When the 'main' piece of the code is walking tasks, it will call evaluate on each to produce an action, and then on each action, it will call dispatch.
Dispatch in each module looks like this:
fn dispatch(&self,
handle: &Arc<TaskHandle>,
request: &Arc<TaskRequest>) -> Result<Arc<TaskResponse>, Arc<TaskResponse>>
And each module will perform different actions based on request.request_type, returning different variations of return objects from handle.response.
There is a finite state machine behind the scenes that will ensure certain classes of responses are not allowed for certain types of requests.
This is best understood by browsing various modules. In the case of dnf, we have responses that occur for varying behaviors:
return what type of action should occur based on the current state of the system
the resource was missing, so perform these actions to create it from scratch. In the case of packages, create means 'install'
the resource did not match the specification, so perform some actions to modify it. In the case of packages, modify means 'upgrade'
the resource exists but should not. In the case of packages, remove means 'uninstall'.
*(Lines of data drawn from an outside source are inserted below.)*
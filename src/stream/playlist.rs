//! HLS master playlist resolution
//!
//! Expands a master playlist into its quality variants. Only one level of
//! nesting is followed (master → variant); a playlist without stream-info tags
//! resolves to itself.
//!
//! Quality labels come from `RESOLUTION` when present, otherwise from a
//! bandwidth heuristic. The thresholds are an approximation, not a contract
//! with the provider.

use reqwest::header::HeaderMap;
use url::Url;

use crate::error::{ResolveError, Result};
use crate::models::PlaylistVariant;

const STREAM_INF: &str = "#EXT-X-STREAM-INF:";

/// Label used when a playlist yields no variants
pub const DEFAULT_LABEL: &str = "Default";

/// Fetches and expands master playlists
#[derive(Debug, Clone, Default)]
pub struct PlaylistResolver {
    client: reqwest::Client,
}

impl PlaylistResolver {
    pub fn new(client: reqwest::Client) -> Self {
        Self { client }
    }

    /// Fetch a master playlist and enumerate its variants, best quality first
    pub async fn resolve(
        &self,
        master_url: &str,
        headers: &HeaderMap,
    ) -> Result<Vec<PlaylistVariant>> {
        let master = Url::parse(master_url).map_err(|e| {
            ResolveError::Format(format!("invalid playlist URL {}: {}", master_url, e))
        })?;

        let response = self
            .client
            .get(master_url)
            .headers(headers.clone())
            .send()
            .await?;

        let status = response.status();
        if !status.is_success() {
            return Err(ResolveError::Remote {
                status: status.as_u16(),
                url: master_url.to_string(),
            });
        }

        let text = response.text().await.map_err(|e| {
            ResolveError::Format(format!("unreadable playlist {}: {}", master_url, e))
        })?;

        let variants = parse_master_playlist(&text, master_url, &master);
        tracing::debug!(url = %master_url, variants = variants.len(), "resolved playlist");
        Ok(variants)
    }
}

/// Master URL with its last path segment, query and fragment removed
pub fn base_uri(master: &Url) -> Url {
    let mut base = master.clone();
    base.set_query(None);
    base.set_fragment(None);
    if let Ok(mut segments) = base.path_segments_mut() {
        segments.pop().push("");
    }
    base
}

/// Parse master playlist text into variants sorted by quality rank, descending
///
/// Never returns an empty list: a playlist without usable variants yields
/// `master_url` itself, unchanged, labelled "Default". `master` is the parsed
/// form of the same URL and only serves as the base for relative URIs.
pub fn parse_master_playlist(text: &str, master_url: &str, master: &Url) -> Vec<PlaylistVariant> {
    let base = base_uri(master);
    let mut variants: Vec<PlaylistVariant> = Vec::new();
    let mut pending: Option<String> = None;

    for line in text.lines() {
        let line = line.trim();
        if let Some(attrs) = line.strip_prefix(STREAM_INF) {
            pending = Some(quality_label(attrs, variants.len() + 1));
            continue;
        }
        if line.is_empty() || line.starts_with('#') {
            continue;
        }

        // URI line
        let Some(label) = pending.take() else {
            continue;
        };
        match base.join(line) {
            Ok(url) => variants.push(PlaylistVariant {
                url: url.to_string(),
                quality_label: label,
            }),
            Err(e) => {
                tracing::warn!(
                    uri = line,
                    base = %base,
                    error = %e,
                    "skipping unresolvable variant"
                );
            }
        }
    }

    if variants.is_empty() {
        return vec![PlaylistVariant {
            url: master_url.to_string(),
            quality_label: DEFAULT_LABEL.to_string(),
        }];
    }

    variants.sort_by_key(|v| std::cmp::Reverse(v.rank()));
    variants
}

/// Derive a quality label from a stream-info attribute list
///
/// `position` is the 1-based index used for the "Quality N" fallback.
pub fn quality_label(attrs: &str, position: usize) -> String {
    let attrs = parse_attributes(attrs);
    let get = |key: &str| {
        attrs
            .iter()
            .find(|(k, _)| k == key)
            .map(|(_, v)| v.as_str())
    };

    if let Some(height) = get("RESOLUTION").and_then(resolution_height) {
        return format!("{}p", height);
    }
    if let Some(bandwidth) = get("BANDWIDTH").and_then(|b| b.trim().parse::<u64>().ok()) {
        return bandwidth_label(bandwidth).to_string();
    }
    format!("Quality {}", position)
}

/// Approximate quality for a bandwidth in bits/second
pub fn bandwidth_label(bandwidth: u64) -> &'static str {
    match bandwidth {
        b if b >= 1_500_000 => "1080p",
        b if b >= 800_000 => "720p",
        b if b >= 350_000 => "480p",
        _ => "360p",
    }
}

/// Height component of a `WxH` resolution
fn resolution_height(value: &str) -> Option<u32> {
    let (_, height) = value.trim().split_once(['x', 'X'])?;
    height.trim().parse().ok()
}

/// Parse an HLS attribute list (`KEY=value,KEY="quoted,value"`)
pub fn parse_attributes(input: &str) -> Vec<(String, String)> {
    let mut attrs = Vec::new();
    let mut key = String::new();
    let mut value = String::new();
    let mut in_value = false;
    let mut in_quotes = false;

    for c in input.chars() {
        match c {
            '"' if in_value => in_quotes = !in_quotes,
            '=' if !in_value => in_value = true,
            ',' if !in_quotes => {
                push_attribute(&mut attrs, &mut key, &mut value);
                in_value = false;
            }
            _ if in_value => value.push(c),
            _ => key.push(c),
        }
    }
    push_attribute(&mut attrs, &mut key, &mut value);

    attrs
}

fn push_attribute(attrs: &mut Vec<(String, String)>, key: &mut String, value: &mut String) {
    let k = key.trim();
    if !k.is_empty() {
        attrs.push((k.to_string(), value.clone()));
    }
    key.clear();
    value.clear();
}

#[cfg(test)]
mod tests {
    use super::*;

    const MASTER: &str = "https://cdn.example/hls/ep1/master.m3u8?token=abc";

    fn master() -> Url {
        Url::parse(MASTER).unwrap()
    }

    fn parse(text: &str) -> Vec<PlaylistVariant> {
        parse_master_playlist(text, MASTER, &master())
    }

    #[test]
    fn test_base_uri() {
        assert_eq!(base_uri(&master()).as_str(), "https://cdn.example/hls/ep1/");

        let root = Url::parse("https://cdn.example/master.m3u8").unwrap();
        assert_eq!(base_uri(&root).as_str(), "https://cdn.example/");
    }

    #[test]
    fn test_parse_attributes_quoted() {
        let attrs = parse_attributes(
            r#"PROGRAM-ID=1,BANDWIDTH=2149280,CODECS="mp4a.40.2,avc1.64001f",RESOLUTION=1280x720,NAME="720""#,
        );
        assert_eq!(attrs.len(), 5);
        assert_eq!(attrs[1], ("BANDWIDTH".to_string(), "2149280".to_string()));
        assert_eq!(attrs[2].1, "mp4a.40.2,avc1.64001f");
        assert_eq!(attrs[3].1, "1280x720");
        assert_eq!(attrs[4].1, "720");
    }

    #[test]
    fn test_average_bandwidth_not_confused() {
        let label = quality_label("AVERAGE-BANDWIDTH=2000000,BANDWIDTH=400000", 1);
        assert_eq!(label, "480p");
    }

    #[test]
    fn test_quality_label_priority() {
        assert_eq!(quality_label("BANDWIDTH=100,RESOLUTION=1920x1080", 1), "1080p");
        assert_eq!(quality_label("BANDWIDTH=1500000", 1), "1080p");
        assert_eq!(quality_label("BANDWIDTH=1499999", 1), "720p");
        assert_eq!(quality_label("BANDWIDTH=800000", 1), "720p");
        assert_eq!(quality_label("BANDWIDTH=350000", 1), "480p");
        assert_eq!(quality_label("BANDWIDTH=349999", 1), "360p");
        assert_eq!(quality_label("PROGRAM-ID=1", 3), "Quality 3");
        assert_eq!(quality_label("BANDWIDTH=abc", 2), "Quality 2");
    }

    #[test]
    fn test_relative_and_absolute_variants() {
        let text = "#EXTM3U\n\
                    #EXT-X-STREAM-INF:BANDWIDTH=800000,RESOLUTION=640x360\n\
                    index-360.m3u8\n\
                    #EXT-X-STREAM-INF:BANDWIDTH=2800000,RESOLUTION=1920x1080\n\
                    https://other.example/abs/index-1080.m3u8\n";
        let variants = parse(text);
        assert_eq!(variants.len(), 2);
        assert_eq!(variants[0].quality_label, "1080p");
        assert_eq!(variants[0].url, "https://other.example/abs/index-1080.m3u8");
        assert_eq!(variants[1].quality_label, "360p");
        assert_eq!(variants[1].url, "https://cdn.example/hls/ep1/index-360.m3u8");
    }

    #[test]
    fn test_comment_lines_between_header_and_uri() {
        let text = "#EXTM3U\n\
                    #EXT-X-STREAM-INF:RESOLUTION=1280x720\n\
                    \n\
                    # some comment\n\
                    v720.m3u8\n";
        let variants = parse(text);
        assert_eq!(variants.len(), 1);
        assert_eq!(variants[0].url, "https://cdn.example/hls/ep1/v720.m3u8");
    }

    #[test]
    fn test_media_playlist_falls_back_to_master() {
        let text = "#EXTM3U\n#EXT-X-TARGETDURATION:10\n#EXTINF:10,\nseg0.ts\n#EXT-X-ENDLIST\n";
        let variants = parse(text);
        assert_eq!(variants.len(), 1);
        assert_eq!(variants[0].url, MASTER);
        assert_eq!(variants[0].quality_label, DEFAULT_LABEL);
    }

    #[test]
    fn test_fallback_keeps_master_url_verbatim() {
        let raw = "HTTP://CDN.Example:80/hls/./ep1/../ep1/master.m3u8?sig=a%2Fb+c";
        let parsed = Url::parse(raw).unwrap();
        assert_ne!(parsed.as_str(), raw);

        let variants = parse_master_playlist("#EXTM3U\n", raw, &parsed);
        assert_eq!(variants.len(), 1);
        assert_eq!(variants[0].url, raw);
    }

    #[test]
    fn test_unresolvable_variant_is_skipped() {
        let text = "#EXT-X-STREAM-INF:RESOLUTION=1920x1080\n\
                    http://[::1\n\
                    #EXT-X-STREAM-INF:RESOLUTION=1280x720\n\
                    ok.m3u8\n";
        let variants = parse(text);
        assert_eq!(variants.len(), 1);
        assert_eq!(variants[0].quality_label, "720p");
    }

    #[test]
    fn test_positional_labels_sink_to_bottom() {
        let text = "#EXT-X-STREAM-INF:PROGRAM-ID=1\n\
                    a.m3u8\n\
                    #EXT-X-STREAM-INF:RESOLUTION=854x480\n\
                    b.m3u8\n\
                    #EXT-X-STREAM-INF:PROGRAM-ID=1\n\
                    c.m3u8\n";
        let variants = parse(text);
        let labels: Vec<&str> = variants.iter().map(|v| v.quality_label.as_str()).collect();
        assert_eq!(labels, vec!["480p", "Quality 1", "Quality 3"]);
    }
}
In addition some additional categories are not used by the package module but appear elsewhere:
used by modules that perform some action that does not really change the remote system, and may only provide some output or set some variables
used by modules that run commands
Modules are to return errors if they are called to perform actions they cannot support, but this will also not happen, because the query module will not return transitions into those states.